Yea that's cool as hell! Should have made the title of the thread more exciting.
If this takes off, I wonder if it would be possible/practical to make a dual gpu card, with a gpu from each team. Ignoring cost, and likely licensing/marketing issues with a cross-branded card, it might not be the worst idea considering it could offer fall-back single gpu compatibility modes for those titles that either don't work well with mutli-gpu dx12, or have a strong brand preferance between nvidia/amd.
Likely, cost and other compromises would make the card impractical, but it would be interesting to see.
Will all DX12 games be able to leverage this by default?
has to be implemented by the dev I think
These Oxide guys are on the ball and on the bleeding edge of graphics developement.
Not to sure but was this not already possible under OpenCL ?
I wonder if the GPU companies want you to slap 2 - 3 of your old GPUs together and get better perf than their flagship without the problems of SLI/CF.
Pretty sure they dont want that.
Pretty sure this will never be a reailty then, devs will have no incentive
I hope it does though, in the next 5 years maybe.
This could change the upgrade scene forever, in the long term.
You wouldn't be able to tell from the gameplay footage, which seems more like an indie supreme commander knockoff with graphics from 2005
We'll see.

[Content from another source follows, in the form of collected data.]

//! Generation collaborators invoked when a chunk has no persisted data.
//!
//! Deciding what a world looks like is left to implementors of
//! [`ChunkGenerator`]. The two generators here fill chunks with flat layers
//! or nothing at all.

use crate::block_state::BlockState;
use crate::chunk::{Chunk, ChunkColumn, ChunkPos};
use crate::error::GenerateError;

/// Produces a fresh chunk for a position.
///
/// Returned chunks keep their subchunks at `NotGenerated`; later
/// generation stages advance them.
pub trait ChunkGenerator: Send + Sync {
    /// Builds the chunk at `pos`.
    fn generate(&self, pos: ChunkPos) -> Result<Chunk, GenerateError>;
}

impl<F> ChunkGenerator for F
where
    F: Fn(ChunkPos) -> Result<Chunk, GenerateError> + Send + Sync,
{
    fn generate(&self, pos: ChunkPos) -> Result<Chunk, GenerateError> {
        self(pos)
    }
}

/// Generates empty chunks with zeroed grids.
#[derive(Clone, Copy, Debug, Default)]
pub struct VoidGenerator;

impl ChunkGenerator for VoidGenerator {
    fn generate(&self, pos: ChunkPos) -> Result<Chunk, GenerateError> {
        Ok(Chunk::new(pos))
    }
}

/// One horizontal layer of a flat world.
#[derive(Clone, Debug, PartialEq, Eq)]
pub struct FlatLayer {
    /// Block filling the layer.
    pub block: BlockState,
    /// Thickness in blocks.
    pub thickness: u32,
}

/// Generates superflat chunks from a bottom-up list of layers.
#[derive(Clone, Debug)]
pub struct FlatGenerator {
    layers: Vec<FlatLayer>,
    biome: u8,
}

/// Highest world Y a chunk can address.
const MAX_WORLD_Y: u32 = 256 * 16;

impl FlatGenerator {
    /// Creates a generator from layers listed bottom first.
    pub fn new(layers: Vec<FlatLayer>, biome: u8) -> Result<Self, GenerateError> {
        let total = layers
            .iter()
            .try_fold(0u32, |acc, l| acc.checked_add(l.thickness))
            .ok_or_else(|| GenerateError("flat layer thicknesses overflow".into()))?;
        if total > MAX_WORLD_Y {
            return Err(GenerateError(format!(
                "flat layers are {total} blocks tall, limit is {MAX_WORLD_Y}"
            )));
        }
        Ok(Self { layers, biome })
    }

    /// The classic bedrock, two dirt, grass preset in plains.
    pub fn classic() -> Self {
        let layer = |name: &str, thickness| FlatLayer {
            block: BlockState::new(name),
            thickness,
        };
        Self {
            layers: vec![
                layer("minecraft:bedrock", 1),
                layer("minecraft:dirt", 2),
                layer("minecraft:grass", 1),
            ],
            biome: 1,
        }
    }

    /// Layers, bottom first.
    pub fn layers(&self) -> &[FlatLayer] {
        &self.layers
    }

    /// Total height of all layers.
    pub fn surface_height(&self) -> u32 {
        self.layers.iter().map(|l| l.thickness).sum()
    }
}

impl ChunkGenerator for FlatGenerator {
    fn generate(&self, pos: ChunkPos) -> Result<Chunk, GenerateError> {
        let mut chunk = Chunk::new(pos);
        let mut y = 0i32;
        for layer in &self.layers {
            if layer.block.is_air() {
                y += layer.thickness as i32;
                continue;
            }
            for _ in 0..layer.thickness {
                for z in 0..16 {
                    for x in 0..16 {
                        chunk
                            .set_block(x, y, z, layer.block.clone())
                            .map_err(|e| GenerateError(e.to_string()))?;
                    }
                }
                y += 1;
            }
        }

        for z in 0..16 {
            for x in 0..16 {
                chunk
                    .set_biome(x, z, self.biome)
                    .map_err(|e| GenerateError(e.to_string()))?;
            }
        }
        chunk
            .recalculate_height_map()
            .map_err(|e| GenerateError(e.to_string()))?;
        Ok(chunk)
    }
}

#[cfg(test)]
mod tests {
    use super::*;
    use crate::sub_chunk::Finalization;

    #[test]
    fn test_classic_flat_layers() {
        let generator = FlatGenerator::classic();
        let chunk = generator.generate(ChunkPos::new(4, -4)).unwrap();
        assert_eq!(chunk.pos(), ChunkPos::new(4, -4));
        assert_eq!(chunk.get_block(0, 0, 0).unwrap().name(), "minecraft:bedrock");
        assert_eq!(chunk.get_block(7, 2, 9).unwrap().name(), "minecraft:dirt");
        assert_eq!(chunk.get_block(15, 3, 15).unwrap().name(), "minecraft:grass");
        assert!(chunk.get_block(0, 4, 0).unwrap().is_air());
        assert_eq!(chunk.height(5, 5).unwrap(), 4);
        assert_eq!(chunk.biome(5, 5).unwrap(), 1);
        assert!(
            chunk
                .sub_chunks()
                .all(|s| s.finalization == Finalization::NotGenerated)
        );
    }

    #[test]
    fn test_air_layers_leave_gaps() {
        let generator = FlatGenerator::new(
            vec![
                FlatLayer {
                    block: BlockState::new("minecraft:stone"),
                    thickness: 1,
                },
                FlatLayer {
                    block: BlockState::air(),
                    thickness: 20,
                },
                FlatLayer {
                    block: BlockState::new("minecraft:glass"),
                    thickness: 1,
                },
            ],
            0,
        )
        .unwrap();
        let chunk = generator.generate(ChunkPos::new(0, 0)).unwrap();
        assert_eq!(chunk.get_block(0, 21, 0).unwrap().name(), "minecraft:glass");
        assert!(chunk.get_block(0, 10, 0).unwrap().is_air());
        assert_eq!(chunk.height(0, 0).unwrap(), 22);
    }

    #[test]
    fn test_too_tall_rejected() {
        let result = FlatGenerator::new(
            vec![FlatLayer {
                block: BlockState::new("minecraft:stone"),
                thickness: 5000,
            }],
            0,
        );
        assert!(result.is_err());
    }

    #[test]
    fn test_overflowing_thickness_rejected() {
        let layer = FlatLayer {
            block: BlockState::new("minecraft:stone"),
            thickness: u32::MAX,
        };
        let result = FlatGenerator::new(vec![layer.clone(), layer], 0);
        assert!(matches!(result, Err(GenerateError(msg)) if msg.contains("overflow")));

        let wraps_to_small = vec![
            FlatLayer {
                block: BlockState::new("minecraft:stone"),
                thickness: u32::MAX,
            },
            FlatLayer {
                block: BlockState::new("minecraft:dirt"),
                thickness: 2,
            },
        ];
        assert!(FlatGenerator::new(wraps_to_small, 0).is_err());
    }

    #[test]
    fn test_void_generator_is_empty() {
        let chunk = VoidGenerator.generate(ChunkPos::new(1, 1)).unwrap();
        assert_eq!(chunk.sub_chunks().count(), 0);
        assert_eq!(chunk.height_map().len(), 256);
    }

    #[test]
    fn test_closure_generator() {
        let generator = |pos: ChunkPos| -> Result<Chunk, GenerateError> { Ok(Chunk::new(pos)) };
        assert_eq!(generator.generate(ChunkPos::new(2, 3)).unwrap().pos(), ChunkPos::new(2, 3));
    }
}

This is simple AFR, and the scaling is unexciting. But it does work, so at least we have that one confirmed
You can use OpenCL to spread tasks across multiple GPUs, but it's not well suited for rendering games like D3D 12 is. It could be used for other tasks like physics, but there hasn't been much interest in doing that so far.Not to sure but was this not already possible under OpenCL ?
does anyone recall lucid hydra? I wonder how this would compare to that solution ?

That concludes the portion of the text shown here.